01.März 2017 | Beiträge – jüdisches berlin | Feiertage

Gemeinderabbiner Jonah Sievers zu Purim 5777

»Amar Rawa: Mi-chajaw inisch liwssumej b’furaja, ad d’lo jada bejn arur Haman l’waruch Mordechai.

»Rawa sagte: Man ist verpflichtet so betrunken zu werden bis man nicht mehr den (Unterschied) zwischen verflucht sei Haman und gelobt sei Mordechaj unterscheiden kann.«

Diese kurze Passage aus dem Traktat Megilla 7b begründet einen der bekanntesten Bräuche zu Purim, und zwar sich so zu betrinken, bis man den Unterschied zwischen »verflucht sei Haman« und »gepriesen sei Mordechaj« nicht mehr wahrnehmen kann.
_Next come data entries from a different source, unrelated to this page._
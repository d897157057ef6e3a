//! Registry, dispatcher and document resolution.
//!
//! The [`FunctionRegistry`] maps canonical function names to handlers. The
//! [`Dispatcher`] parses a placeholder, derives its seed and runs the handler,
//! or reports [`Resolution::NotHandled`] so the caller can forward the
//! invocation to a [`ScriptFallback`].

mod dispatcher;
mod document;
mod error;
mod fallback;
mod registry;

pub use dispatcher::{Dispatcher, Resolution};
pub use document::{
    DocumentResolver, ResolveError, ResolvedDocument, ResolvedPlaceholder, ResolvedSegment,
    TestDataSource,
};
pub use error::{DispatchError, RegistryError};
pub use fallback::{FallbackError, NoFallback, ScriptFallback};
pub use registry::{FunctionRegistry, Handler};
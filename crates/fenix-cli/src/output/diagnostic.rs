//! Miette diagnostic for placeholder errors.
//!
//! Note: This module has an exception for `unused_assignments` because miette
//! derive macros read struct fields in generated code that rustc cannot track.
#![allow(unused_assignments)]

use std::ops::Range;

use miette::{Diagnostic, NamedSource, Report, SourceSpan};
use thiserror::Error;

/// A miette-compatible diagnostic pointing at one placeholder in a document.
///
/// Note: Fields are read by miette derive macros, not directly by code.
#[derive(Debug, Error, Diagnostic)]
#[error("{message}")]
#[diagnostic(code(fenix::placeholder))]
pub struct PlaceholderDiagnostic {
    #[source_code]
    src: NamedSource<String>,

    #[label("in this placeholder")]
    span: SourceSpan,

    message: String,

    #[help]
    help: Option<String>,
}

impl PlaceholderDiagnostic {
    /// Create a diagnostic for the placeholder at `span` of `content`.
    pub fn new(name: &str, content: &str, span: Range<usize>, message: String) -> Self {
        // Clamp to the content so miette never renders out of bounds.
        let start = span.start.min(content.len());
        let end = span.end.clamp(start, content.len());
        PlaceholderDiagnostic {
            src: NamedSource::new(name, content.to_string()),
            span: (start, end - start).into(),
            message,
            help: None,
        }
    }

    pub fn with_help(mut self, help: impl Into<String>) -> Self {
        self.help = Some(help.into());
        self
    }

    /// Render through the installed miette handler to stderr.
    pub fn emit(self) {
        eprintln!("{:?}", Report::new(self));
    }
}

/// Help text suggesting registered names close to an unknown one.
pub fn suggestion_help(suggestions: &[String]) -> Option<String> {
    if suggestions.is_empty() {
        return None;
    }
    let names: Vec<String> = suggestions
        .iter()
        .map(|name| format!("'{}'", name.replace('_', ".")))
        .collect();
    Some(format!("did you mean {}?", names.join(" or ")))
}
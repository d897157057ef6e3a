//! Function registry keyed by canonical name.

use std::collections::HashMap;
use std::fmt;
use std::sync::{Arc, PoisonError, RwLock};

use strsim::levenshtein;
use tracing::debug;

use crate::dispatch::RegistryError;
use crate::generators::{BUILTINS, GenerateError, GeneratorInput};

/// A registered handler.
pub type Handler = Arc<dyn Fn(&GeneratorInput<'_>) -> Result<String, GenerateError> + Send + Sync>;

/// Maps canonical function names to handlers.
///
/// Lookups take a shared read lock and registration takes the write lock, so
/// the registry may be shared across threads and extended while in use.
pub struct FunctionRegistry {
    handlers: RwLock<HashMap<String, Handler>>,
}

impl FunctionRegistry {
    /// Create an empty registry.
    pub fn new() -> Self {
        Self {
            handlers: RwLock::new(HashMap::new()),
        }
    }

    /// Create a registry holding the built-in generators.
    pub fn with_builtins() -> Self {
        let handlers = BUILTINS
            .into_iter()
            .map(|(name, generator)| (name.to_string(), Arc::new(generator) as Handler))
            .collect();
        Self {
            handlers: RwLock::new(handlers),
        }
    }

    /// Install a handler under `name`, replacing any existing one.
    ///
    /// The name is trimmed first and must not be empty.
    pub fn register<F>(&self, name: &str, handler: F) -> Result<(), RegistryError>
    where
        F: Fn(&GeneratorInput<'_>) -> Result<String, GenerateError> + Send + Sync + 'static,
    {
        let name = name.trim();
        if name.is_empty() {
            return Err(RegistryError::EmptyName);
        }

        let previous = self
            .handlers
            .write()
            .unwrap_or_else(PoisonError::into_inner)
            .insert(name.to_string(), Arc::new(handler));
        if previous.is_some() {
            debug!(function = name, "replaced registered handler");
        }
        Ok(())
    }

    /// Look up the handler for a canonical name.
    pub fn get(&self, name: &str) -> Option<Handler> {
        self.handlers
            .read()
            .unwrap_or_else(PoisonError::into_inner)
            .get(name)
            .cloned()
    }

    pub fn contains(&self, name: &str) -> bool {
        self.handlers
            .read()
            .unwrap_or_else(PoisonError::into_inner)
            .contains_key(name)
    }

    /// All registered names, sorted.
    pub fn function_names(&self) -> Vec<String> {
        let mut names: Vec<String> = self
            .handlers
            .read()
            .unwrap_or_else(PoisonError::into_inner)
            .keys()
            .cloned()
            .collect();
        names.sort();
        names
    }

    /// Registered names close to `name`, nearest first, at most three.
    ///
    /// Short names allow one edit, longer names two.
    pub fn suggestions(&self, name: &str) -> Vec<String> {
        let max_distance = if name.len() <= 3 { 1 } else { 2 };
        let mut suggestions: Vec<(usize, String)> = self
            .function_names()
            .into_iter()
            .filter_map(|candidate| {
                let distance = levenshtein(name, &candidate);
                (distance > 0 && distance <= max_distance).then_some((distance, candidate))
            })
            .collect();

        suggestions.sort_by_key(|(distance, _)| *distance);
        suggestions.into_iter().take(3).map(|(_, name)| name).collect()
    }
}

impl Default for FunctionRegistry {
    fn default() -> Self {
        Self::new()
    }
}

impl fmt::Debug for FunctionRegistry {
    fn fmt(&self, f: &mut fmt::Formatter<'_>) -> fmt::Result {
        f.debug_struct("FunctionRegistry")
            .field("functions", &self.function_names())
            .finish()
    }
}

#[cfg(test)]
mod tests {
    use super::*;

    #[test]
    fn suggestions_find_near_misses() {
        let registry = FunctionRegistry::with_builtins();
        assert_eq!(
            registry.suggestions("Fenix_TodayShiftDays"),
            vec!["Fenix_TodayShiftDay".to_string()]
        );
        assert!(registry.suggestions("Other_Function").is_empty());
    }
}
Und vermutlich haben wir alle dies auch schon einmal ausprobiert.

Wenn wir jedoch einen Moment überlegen, und ich entschuldige mich schon jetzt bei Ihnen, eine kleine Spaßbremse zu sein, ist dies ein komisches Gebot. Bekanntlich ist die Tora voller Erzählungen, in denen zu großer Weinkonsum zu verwerflichen Handlungen führte.

Vielleicht erinnern Sie sich an die Geschichte von Noach und Lot oder auch an die von Aarons Söhnen, Nadav und Abihu, von deren Tod wir in Kürze in der Tora lesen werden. Sie mussten einer rabbinischen Tradition zufolge sterben, weil sie betrunken waren (LevR 20:9). So ist es also kein Wunder, dass wir im Talmud Traktat Sanhedrin 70b die Aussage finden, dass »es nichts gibt, das einer Person mehr Klage einbringt, als Wein.«

Wie also ist dann Rawas Ausdruck in Megilla 7b zu verstehen? Sie werden sich vielleicht über ihn wundern, denn die meisten Kommentatoren fühlen sich sehr unbehaglich bezüglich eines zu starken Weingenusses und kommen zu dem Schluss:

Von Herzen kommende Freude: Ja! Trunkenheit und Sittenverfall: Nein!

Dieser Schlussfolgerung kann man sich auch nicht ernsthaft widersetzen, wenn man in der Lektüre unserer Passage in Megilla 7b, die jedoch die meisten nicht kennen, fortfährt. Dort heißt es unmittelbar nach unserer Passage: »Rabba und Rabbi Ze’ira feierten Purim zusammen und betranken sich. Rabba stand auf und erschlug Reabbi Zei’ra. Am nächsten Tag, betete (Rabba) um Erbarmen für Rabbi Ze’ira und belebte ihn wieder. Im folgenden Jahr fragte Rabba Rabbi Ze’ira: Lass den Meister hierher kommen und ein gemeinsames Purimfest feiern. Rabbi Ze’ira antwortete ihm: Es geschieht nicht immer ein Wunder.«

Offensichtlich finden wir hier eine Warnung vor zu großem Weingenuss. Angesichts der Tatsache, dass Rawa nach Rabba und Rabbi Zei’ra lebte, kann man die Aussage Rawas auch als Frage verstehen, also: »Sind wir wirklich verpflichtet, so viel zu trinken bis wir nicht mehr unterscheiden können?«

Trotz all dieser Warnungen vor durch zu viel Wein ausgelöstem Sittenverfall, die wir ohne Zweifel beachten müssen, passt das Trinken dennoch irgendwie zu Purim. Zu Purim verschwinden die Grenzen und wir tun Dinge, die wir das ganze Jahr über nicht tun: So verkleiden wir uns sonst nicht und betrinken uns eben auch nicht grundlos.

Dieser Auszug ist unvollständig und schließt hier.